Апрель. Жестокий месяц
Мария Галина редкий для нашей литературы человек, живущий сразу в нескольких средах. Она и прозаик, и поэт, и критик, и эссеист. Она своя и для герметичного мира фантастики, и для просторной «большой литературы». Она и ихтиолог (кандидат биологических наук, специалист по фауне моря), и в некотором смысле рыба – самые колоритные чудища в ее книгах всегда выходят из моря. Каждый текст Марии Галиной – это неоднозначность, недосказанность и мерцание: и вроманах («Автохтоны», «Мед ведки» и «Малая Глуша»), и в рассказах читателю каждый раз приходится конструировать развязку, выбирая один из намеченных автором вариантов. Вот и в «Апреле, жестоком месяце» мы, по сути, вольны выбрать себе финал по вкусу – более или менее трагичный.

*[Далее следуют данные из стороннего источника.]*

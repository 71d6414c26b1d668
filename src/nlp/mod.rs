//! Natural Language Processing components
//!
//! Collaborator traits plus the built-in tokenizer, stopword filter and
//! distance measures.

pub mod distance;
pub mod stopwords;
pub mod tokenizer;
pub mod traits;

pub use traits::{
    Lemmatizer, PosTagger, SegmentUnit, SentenceDistance, TagScheme, TextSegmenter, WordDistance,
};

We who were living are now dying
With a little patience
T.S. Eliot *
Он подключил соловья согласно графику. Предполагалось, что страстные трели из робких полупрозрачных кустиков напомнят усталым авитаминозным людям, что весна – время надежд, когда оживает природа и все такое. Весна, однако, выдалась ненормально холодной, последний снег выпал в конце апреля, и соловей, рэндомно орущий из мокрого черного куста, заставлял запоздалых посетителей вздрагивать и шарахаться в сторону.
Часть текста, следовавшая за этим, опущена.